== Given information ==

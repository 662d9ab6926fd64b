//! Score persistence

use super::{models::Score, schema::Database};
use crate::error::{Result, SelectionError};
use crate::types::{PlayerId, ScoreId};
use rusqlite::{params, Row};
use tracing::{info, warn};

const INSERT_SCORE: &str = "INSERT INTO Score (playerId, score) VALUES (?, ?)";
const SELECT_SCORE: &str = "SELECT id, playerId, score FROM Score WHERE id = ?";
const SELECT_PLAYER_SCORES: &str =
    "SELECT id, playerId, score FROM Score WHERE playerId = ? ORDER BY id";
const UPDATE_SCORE: &str = "UPDATE Score SET score = ? WHERE id = ?";
const DELETE_SCORE: &str = "DELETE FROM Score WHERE id = ?";

/// Store for the `Score` table
pub struct ScoreStore<'a> {
    db: &'a Database,
}

impl<'a> ScoreStore<'a> {
    pub fn new(db: &'a Database) -> Self {
        Self { db }
    }

    /// Insert a score for `player_id` and return the generated id.
    ///
    /// Fails with a foreign-key error if the player does not exist.
    pub fn add_score(&self, player_id: PlayerId, score: i64) -> Result<ScoreId> {
        let conn = self.db.connect()?;
        let rows = conn.execute(INSERT_SCORE, params![player_id, score])?;
        if rows == 0 {
            return Err(SelectionError::no_rows("Adding score"));
        }

        let id = conn.last_insert_rowid();
        if id <= 0 {
            return Err(SelectionError::MissingGeneratedId {
                entity: "score".to_string(),
            });
        }

        info!(score_id = id, player_id = %player_id, "score added");
        Ok(ScoreId::new(id))
    }

    pub fn find_score(&self, id: ScoreId) -> Result<Option<Score>> {
        let conn = self.db.connect()?;
        let result = conn.query_row(SELECT_SCORE, params![id], Self::row_to_score);

        match result {
            Ok(score) => Ok(Some(score)),
            Err(rusqlite::Error::QueryReturnedNoRows) => Ok(None),
            Err(e) => Err(e.into()),
        }
    }

    /// All scores recorded for a player, oldest first
    pub fn scores_for_player(&self, player_id: PlayerId) -> Result<Vec<Score>> {
        let conn = self.db.connect()?;
        let mut stmt = conn.prepare(SELECT_PLAYER_SCORES)?;
        let rows = stmt.query_map(params![player_id], Self::row_to_score)?;

        let mut scores = Vec::new();
        for score in rows {
            scores.push(score?);
        }
        Ok(scores)
    }

    pub fn update_score(&self, id: ScoreId, score: i64) -> Result<()> {
        let conn = self.db.connect()?;
        let rows = conn.execute(UPDATE_SCORE, params![score, id])?;
        if rows == 0 {
            return Err(SelectionError::no_rows("Updating score"));
        }

        info!(score_id = %id, "score updated");
        Ok(())
    }

    /// Delete by id. A missing id is not an error; the affected count is returned.
    pub fn delete_score(&self, id: ScoreId) -> Result<usize> {
        let conn = self.db.connect()?;
        let rows = conn.execute(DELETE_SCORE, params![id])?;

        if rows == 0 {
            warn!(score_id = %id, "delete matched no score");
        } else {
            info!(score_id = %id, "score deleted");
        }
        Ok(rows)
    }

    fn row_to_score(row: &Row) -> rusqlite::Result<Score> {
        Ok(Score {
            id: row.get(0)?,
            player_id: row.get(1)?,
            score: row.get(2)?,
        })
    }
}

===

**What you have to do**
Copy each line from the entries above that has the word "WHERE" in it.

**Written response**
const SELECT_SCORE: &str = "SELECT id, playerId, score FROM Score WHERE id = ?";
    "SELECT id, playerId, score FROM Score WHERE playerId = ? ORDER BY id";
const UPDATE_SCORE: &str = "UPDATE Score SET score = ? WHERE id = ?";
const DELETE_SCORE: &str = "DELETE FROM Score WHERE id = ?";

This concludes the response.